Gold price explodes higher on falling yields and Ukraine woes. Where to buy XAU/USD?
GOLD, XAU/USD, US DOLLAR (DXY), FED, UKRAINE, YIELDS – Talking Points
- Gold soars as markets fret over developments in Ukraine
- Fed rate hike expectations fluctuate amid conflicting statements from officials
- Falling yields and rising investment risks boosted gold. Can XAU/USD continue?
Gold soared on Friday as markets erupted following Thursday’s record U.S. CPI reading and escalating geopolitical tensions around the Ukrainian border.
The 10-year U.S. Treasury is yielding around 1.95%, significantly below Friday’s high of 2.06%. The Treasury curve is also recording lower returns.
Government bonds around the world have been bought as investors rush into safer securities, driving yields lower
This has seen real yields push even further into negative territory, with US 10-year real yields now at -0.48%, lower than the -0.37% seen on Friday. Real returns are calculated by subtracting the market price inflation rate for the given tenure from the nominal return.
This supports gold prices as alternatives to the precious metal become less attractive.

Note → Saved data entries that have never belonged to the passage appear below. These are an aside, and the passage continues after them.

//! Forecasting engine unit tests

use std::collections::VecDeque;
use std::sync::{Arc, Mutex};

use async_trait::async_trait;
use serde_json::json;

use crate::services::llm::{GenerateError, TextGenerator};
use crate::services::plan::{ConfidenceLevel, ForecastSpec, ForecastStrategy};

use super::*;

/// Backend stub that replays scripted responses
struct ScriptedBackend {
    responses: Mutex<VecDeque<Result<String, GenerateError>>>,
    calls: Mutex<u32>,
}

impl ScriptedBackend {
    fn new(responses: Vec<Result<String, GenerateError>>) -> Arc<Self> {
        Arc::new(Self { responses: Mutex::new(responses.into()), calls: Mutex::new(0) })
    }

    fn call_count(&self) -> u32 {
        *self.calls.lock().unwrap()
    }
}

#[async_trait]
impl TextGenerator for ScriptedBackend {
    async fn generate_text(
        &self,
        _prompt: &str,
        _temperature: f64,
        _max_output_tokens: u32,
    ) -> Result<String, GenerateError> {
        *self.calls.lock().unwrap() += 1;
        self.responses
            .lock()
            .unwrap()
            .pop_front()
            .unwrap_or(Err(GenerateError::Api("script exhausted".to_string())))
    }
}

fn yearmonth_series(start_year: i32, values: &[f64]) -> Vec<(serde_json::Value, f64)> {
    values
        .iter()
        .enumerate()
        .map(|(i, y)| {
            let month = i % 12 + 1;
            let year = start_year + (i / 12) as i32;
            (json!(format!("{year:04}-{month:02}")), *y)
        })
        .collect()
}

fn spec_with(strategy: ForecastStrategy, horizon: u32) -> ForecastSpec {
    ForecastSpec { strategy, horizon, ..ForecastSpec::default() }
}

// ============================================================================
// Series + Cadence
// ============================================================================

#[test]
fn test_too_few_points_is_hard_failure() {
    let raw = vec![(json!("2024-01"), 100.0)];
    let err = build_series(&raw).unwrap_err();
    assert!(matches!(err, ForecastError::TooFewPoints(1)));
}

#[test]
fn test_mixed_formats_rejected() {
    let raw = vec![(json!("2024-01"), 1.0), (json!("not a month"), 2.0)];
    let err = build_series(&raw).unwrap_err();
    assert!(matches!(err, ForecastError::UnparseableAxis { .. }));
}

#[test]
fn test_monthly_cadence_from_yearmonth() {
    let raw = yearmonth_series(2022, &(0..24).map(|i| i as f64).collect::<Vec<_>>());
    let (points, format) = build_series(&raw).unwrap();
    assert_eq!(format, XAxisFormat::YearMonth);
    let cadence = infer_cadence(&points, format);
    assert_eq!(cadence.unit, CadenceUnit::Month);
    assert_eq!(cadence.step, 1);
}

#[test]
fn test_weekly_cadence_from_dates() {
    let raw: Vec<(serde_json::Value, f64)> = (0..10)
        .map(|i| {
            let date = chrono::NaiveDate::from_ymd_opt(2024, 1, 1).unwrap()
                + chrono::Duration::days(7 * i);
            (json!(date.format("%Y-%m-%d").to_string()), i as f64)
        })
        .collect();
    let (points, format) = build_series(&raw).unwrap();
    assert_eq!(format, XAxisFormat::Date);
    let cadence = infer_cadence(&points, format);
    assert_eq!(cadence.unit, CadenceUnit::Week);
    assert_eq!(cadence.step, 1);
}

#[test]
fn test_quarterly_and_yearly_buckets() {
    let quarterly: Vec<(serde_json::Value, f64)> = (0..8)
        .map(|i| {
            let date = chrono::NaiveDate::from_ymd_opt(2022, 1, 1).unwrap()
                + chrono::Months::new(3 * i as u32);
            (json!(date.format("%Y-%m-%d").to_string()), i as f64)
        })
        .collect();
    let (points, format) = build_series(&quarterly).unwrap();
    assert_eq!(infer_cadence(&points, format).unit, CadenceUnit::Quarter);

    let yearly: Vec<(serde_json::Value, f64)> = (0..5)
        .map(|i| (json!(format!("{}-06-30", 2019 + i)), i as f64))
        .collect();
    let (points, format) = build_series(&yearly).unwrap();
    let cadence = infer_cadence(&points, format);
    assert_eq!(cadence.unit, CadenceUnit::Year);
    assert_eq!(cadence.step, 1);
}

#[test]
fn test_numeric_cadence() {
    let raw: Vec<(serde_json::Value, f64)> = (0..6).map(|i| (json!(10 + 5 * i), i as f64)).collect();
    let (points, format) = build_series(&raw).unwrap();
    assert_eq!(format, XAxisFormat::Number);
    let cadence = infer_cadence(&points, format);
    assert_eq!(cadence.unit, CadenceUnit::Number);
    assert_eq!(cadence.step, 5);
}

#[test]
fn test_ordinal_fallback_keeps_input_order() {
    let raw = vec![
        (json!("north"), 3.0),
        (json!("south"), 1.0),
        (json!("east"), 2.0),
    ];
    let (points, format) = build_series(&raw).unwrap();
    assert_eq!(format, XAxisFormat::Ordinal);
    assert_eq!(points[0].x_raw, "north");
    assert_eq!(points[2].x_raw, "east");
}

#[test]
fn test_unsorted_dates_are_ordered() {
    let raw = vec![
        (json!("2024-03"), 3.0),
        (json!("2024-01"), 1.0),
        (json!("2024-02"), 2.0),
    ];
    let (points, _) = build_series(&raw).unwrap();
    let labels: Vec<&str> = points.iter().map(|p| p.x_raw.as_str()).collect();
    assert_eq!(labels, vec!["2024-01", "2024-02", "2024-03"]);
}

// ============================================================================
// Strategies
// ============================================================================

#[test]
fn test_linear_projects_ols_line() {
    let ys = vec![100.0, 110.0, 120.0];
    let stats = trend_stats(&ys);
    let params = StrategyParams { window: 3, alpha: 0.3, season_length: 1 };
    let out = forecast_values(ForecastStrategy::Linear, &ys, 2, &params, &stats);
    assert!((out[0] - 130.0).abs() < 1e-9);
    assert!((out[1] - 140.0).abs() < 1e-9);
}

#[test]
fn test_drift_uses_first_and_last() {
    let ys = vec![10.0, 13.0, 11.0, 22.0];
    let stats = trend_stats(&ys);
    let params = StrategyParams { window: 2, alpha: 0.3, season_length: 1 };
    let out = forecast_values(ForecastStrategy::Drift, &ys, 3, &params, &stats);
    // slope = (22 - 10) / 3 = 4
    assert!((out[0] - 26.0).abs() < 1e-9);
    assert!((out[1] - 30.0).abs() < 1e-9);
    assert!((out[2] - 34.0).abs() < 1e-9);
}

#[test]
fn test_moving_average_smooths_toward_recent_mean() {
    let ys = vec![10.0, 20.0, 30.0, 40.0];
    let stats = trend_stats(&ys);
    let params = StrategyParams { window: 2, alpha: 0.3, season_length: 1 };
    let out = forecast_values(ForecastStrategy::MovingAverage, &ys, 3, &params, &stats);
    // step 1: (30+40)/2 = 35; step 2: (40+35)/2 = 37.5; step 3: (35+37.5)/2
    assert!((out[0] - 35.0).abs() < 1e-9);
    assert!((out[1] - 37.5).abs() < 1e-9);
    assert!((out[2] - 36.25).abs() < 1e-9);
}

#[test]
fn test_exp_smoothing_is_flat() {
    let ys = vec![10.0, 20.0, 30.0];
    let stats = trend_stats(&ys);
    let params = StrategyParams { window: 2, alpha: 0.5, season_length: 1 };
    let out = forecast_values(ForecastStrategy::ExpSmoothing, &ys, 3, &params, &stats);
    // level: 10 -> 15 -> 22.5
    for v in &out {
        assert!((v - 22.5).abs() < 1e-9);
    }
}

#[test]
fn test_seasonal_naive_cycles() {
    let ys = vec![1.0, 2.0, 3.0, 4.0, 5.0, 6.0];
    let stats = trend_stats(&ys);
    let params = StrategyParams { window: 2, alpha: 0.3, season_length: 3 };
    let out = forecast_values(ForecastStrategy::SeasonalNaive, &ys, 5, &params, &stats);
    assert_eq!(out, vec![4.0, 5.0, 6.0, 4.0, 5.0]);
}

#[test]
fn test_strategies_are_deterministic() {
    let ys: Vec<f64> = (0..30).map(|i| (i as f64 * 0.7).sin() * 10.0 + i as f64).collect();
    let stats = trend_stats(&ys);
    let params = StrategyParams { window: 4, alpha: 0.3, season_length: 7 };
    for strategy in [
        ForecastStrategy::Linear,
        ForecastStrategy::Drift,
        ForecastStrategy::MovingAverage,
        ForecastStrategy::ExpSmoothing,
        ForecastStrategy::SeasonalNaive,
    ] {
        let a = forecast_values(strategy, &ys, 8, &params, &stats);
        let b = forecast_values(strategy, &ys, 8, &params, &stats);
        assert_eq!(a, b, "{} not deterministic", strategy.as_str());
    }
}

#[test]
fn test_residual_std_falls_back_to_series_std() {
    // moving_average with window == n leaves no one-step-ahead residuals
    let ys = vec![10.0, 12.0, 14.0];
    let stats = trend_stats(&ys);
    let params = StrategyParams { window: 3, alpha: 0.3, season_length: 1 };
    let rsd = residual_std_dev(ForecastStrategy::MovingAverage, &ys, &params, &stats);
    assert!((rsd - stats.std_dev).abs() < 1e-12);
}

#[test]
fn test_perfect_linear_fit_has_zero_residuals() {
    let ys = vec![100.0, 110.0, 120.0];
    let stats = trend_stats(&ys);
    let params = StrategyParams { window: 2, alpha: 0.3, season_length: 1 };
    let rsd = residual_std_dev(ForecastStrategy::Linear, &ys, &params, &stats);
    assert!(rsd.abs() < 1e-9);
}

// ============================================================================
// Strategy Selection
// ============================================================================

#[test]
fn test_decode_valid_selection() {
    let spec = spec_with(ForecastStrategy::Auto, 6);
    let defaults = ForecastDefaults::default();
    let decision = decode_selection_helper(
        "@forecast{strategy:exp_smoothing horizon:4 alpha:0.4 confidence:medium}",
        &spec,
        None,
        &defaults,
    );
    match decision {
        StrategyDecision::Selected(r) => {
            assert_eq!(r.strategy, ForecastStrategy::ExpSmoothing);
            assert_eq!(r.horizon, 4);
            assert!((r.params.alpha - 0.4).abs() < 1e-12);
        },
        StrategyDecision::Invalid(reason) => panic!("unexpected rejection: {reason}"),
    }
}

#[test]
fn test_decode_rejects_out_of_enum() {
    let spec = spec_with(ForecastStrategy::Auto, 6);
    let defaults = ForecastDefaults::default();
    let decision = decode_selection_helper(
        "@forecast{strategy:prophet horizon:4}",
        &spec,
        None,
        &defaults,
    );
    assert!(matches!(decision, StrategyDecision::Invalid(_)));
}

#[test]
fn test_decode_rejects_auto_answer() {
    let spec = spec_with(ForecastStrategy::Auto, 6);
    let defaults = ForecastDefaults::default();
    let decision =
        decode_selection_helper("@forecast{strategy:auto horizon:4}", &spec, None, &defaults);
    assert!(matches!(decision, StrategyDecision::Invalid(_)));
}

#[test]
fn test_decode_rejects_seasonal_without_season() {
    let spec = spec_with(ForecastStrategy::Auto, 6);
    let defaults = ForecastDefaults::default();
    let decision = decode_selection_helper(
        "@forecast{strategy:seasonal_naive horizon:4}",
        &spec,
        None,
        &defaults,
    );
    assert!(matches!(decision, StrategyDecision::Invalid(_)));
}

fn decode_selection_helper(
    text: &str,
    spec: &ForecastSpec,
    season: Option<Seasonality>,
    defaults: &ForecastDefaults,
) -> StrategyDecision {
    super::strategy::decode_selection(text, spec, season, defaults)
}

#[tokio::test]
async fn test_invalid_selection_falls_back_by_r_squared() {
    // Strong trend: fallback must be linear
    let backend = ScriptedBackend::new(vec![Ok("this is not notation at all".to_string())]);
    let engine = ForecastEngine::new(backend.clone(), ForecastDefaults::default());
    let raw = yearmonth_series(2024, &[100.0, 110.0, 120.0, 130.0]);
    let outcome = engine.forecast(&raw, &spec_with(ForecastStrategy::Auto, 2)).await.unwrap();
    assert_eq!(outcome.strategy, ForecastStrategy::Linear);
    assert_eq!(backend.call_count(), 1);

    // Noisy, trendless series: fallback must be moving_average
    let backend = ScriptedBackend::new(vec![Ok("still not notation".to_string())]);
    let engine = ForecastEngine::new(backend, ForecastDefaults::default());
    let noisy = yearmonth_series(2024, &[10.0, 90.0, 15.0, 85.0, 12.0, 88.0]);
    let outcome = engine.forecast(&noisy, &spec_with(ForecastStrategy::Auto, 2)).await.unwrap();
    assert_eq!(outcome.strategy, ForecastStrategy::MovingAverage);
}

// ============================================================================
// Engine End-to-End
// ============================================================================

#[tokio::test]
async fn test_linear_end_to_end_with_labels() {
    let backend = ScriptedBackend::new(Vec::new());
    let engine = ForecastEngine::new(backend.clone(), ForecastDefaults::default());
    let raw = vec![
        (json!("2024-01"), 100.0),
        (json!("2024-02"), 110.0),
        (json!("2024-03"), 120.0),
    ];
    let spec = ForecastSpec {
        strategy: ForecastStrategy::Linear,
        horizon: 2,
        confidence: ConfidenceLevel::High,
        ..ForecastSpec::default()
    };

    let outcome = engine.forecast(&raw, &spec).await.unwrap();
    // Explicit strategy: no backend call at all
    assert_eq!(backend.call_count(), 0);
    assert_eq!(outcome.points.len(), 2);
    assert_eq!(outcome.points[0].label, "2024-04");
    assert_eq!(outcome.points[1].label, "2024-05");
    assert!((outcome.points[0].value - 130.0).abs() < 1e-9);
    assert!((outcome.points[1].value - 140.0).abs() < 1e-9);
    // Perfect fit: the band collapses onto the point forecast
    assert!((outcome.points[0].lower - 130.0).abs() < 1e-9);
    assert!((outcome.points[0].upper - 130.0).abs() < 1e-9);
    assert_eq!(outcome.cadence.unit, CadenceUnit::Month);
    assert_eq!(outcome.cadence.step, 1);
}

#[tokio::test]
async fn test_auto_selection_uses_backend_choice() {
    let backend = ScriptedBackend::new(vec![Ok(
        "@forecast{strategy:drift horizon:3 confidence:medium}".to_string(),
    )]);
    let engine = ForecastEngine::new(backend.clone(), ForecastDefaults::default());
    let raw = yearmonth_series(2024, &[10.0, 12.0, 15.0, 13.0, 18.0]);
    let outcome = engine.forecast(&raw, &spec_with(ForecastStrategy::Auto, 6)).await.unwrap();
    assert_eq!(backend.call_count(), 1);
    assert_eq!(outcome.strategy, ForecastStrategy::Drift);
    assert_eq!(outcome.points.len(), 3);
}

#[tokio::test]
async fn test_numeric_labels_advance_by_step() {
    let backend = ScriptedBackend::new(Vec::new());
    let engine = ForecastEngine::new(backend, ForecastDefaults::default());
    let raw: Vec<(serde_json::Value, f64)> =
        (0..5).map(|i| (json!(100 + 10 * i), (i * i) as f64)).collect();
    let outcome = engine
        .forecast(&raw, &spec_with(ForecastStrategy::Drift, 2))
        .await
        .unwrap();
    assert_eq!(outcome.points[0].label, "150");
    assert_eq!(outcome.points[1].label, "160");
}

#[tokio::test]
async fn test_ordinal_labels_are_relative() {
    let backend = ScriptedBackend::new(Vec::new());
    let engine = ForecastEngine::new(backend, ForecastDefaults::default());
    let raw = vec![
        (json!("alpha"), 1.0),
        (json!("beta"), 2.0),
        (json!("gamma"), 3.0),
    ];
    let outcome = engine
        .forecast(&raw, &spec_with(ForecastStrategy::MovingAverage, 2))
        .await
        .unwrap();
    assert_eq!(outcome.points[0].label, "t+1");
    assert_eq!(outcome.points[1].label, "t+2");
}

#[tokio::test]
async fn test_interval_width_scales_with_confidence() {
    let values: Vec<f64> = (0..12).map(|i| 50.0 + (i as f64 * 1.3).sin() * 8.0).collect();
    let raw = yearmonth_series(2024, &values);

    let mut high_spec = spec_with(ForecastStrategy::Linear, 3);
    high_spec.confidence = ConfidenceLevel::High;
    let mut low_spec = spec_with(ForecastStrategy::Linear, 3);
    low_spec.confidence = ConfidenceLevel::Low;

    let backend = ScriptedBackend::new(Vec::new());
    let engine = ForecastEngine::new(backend, ForecastDefaults::default());
    let high = engine.forecast(&raw, &high_spec).await.unwrap();
    let low = engine.forecast(&raw, &low_spec).await.unwrap();

    let high_width = high.points[0].upper - high.points[0].lower;
    let low_width = low.points[0].upper - low.points[0].lower;
    assert!(high_width > low_width);
}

On Sunday, US time, Mary Daly, Chairman of the Federal Reserve Bank of San Francisco reiterated its relatively dovish stance on impending rate hikes, helping yields fall.
His comments contrasted sharply with those of St. Louis Fed Chairman James Bullard Friday, where he called for 100 basis point hikes at the next 3 FOMC meetings.
The White House announced on Friday that Russia could invade Ukraine at any time, sending markets spiraling. Risky assets were liquidated and safe havens sought. Gold rallied as the US dollar rose.
100,000 troops may seem like a lot to amass on the border, but some military strategists point out that’s not enough to invade, conquer and occupy a country the size of Ukraine.
This would be possible if the invaded population were sympathetic to the cause, although the broadcast of pro-Russian material was cut off. Strategists point out that this is one of the goals of the rhetoric of Western nations.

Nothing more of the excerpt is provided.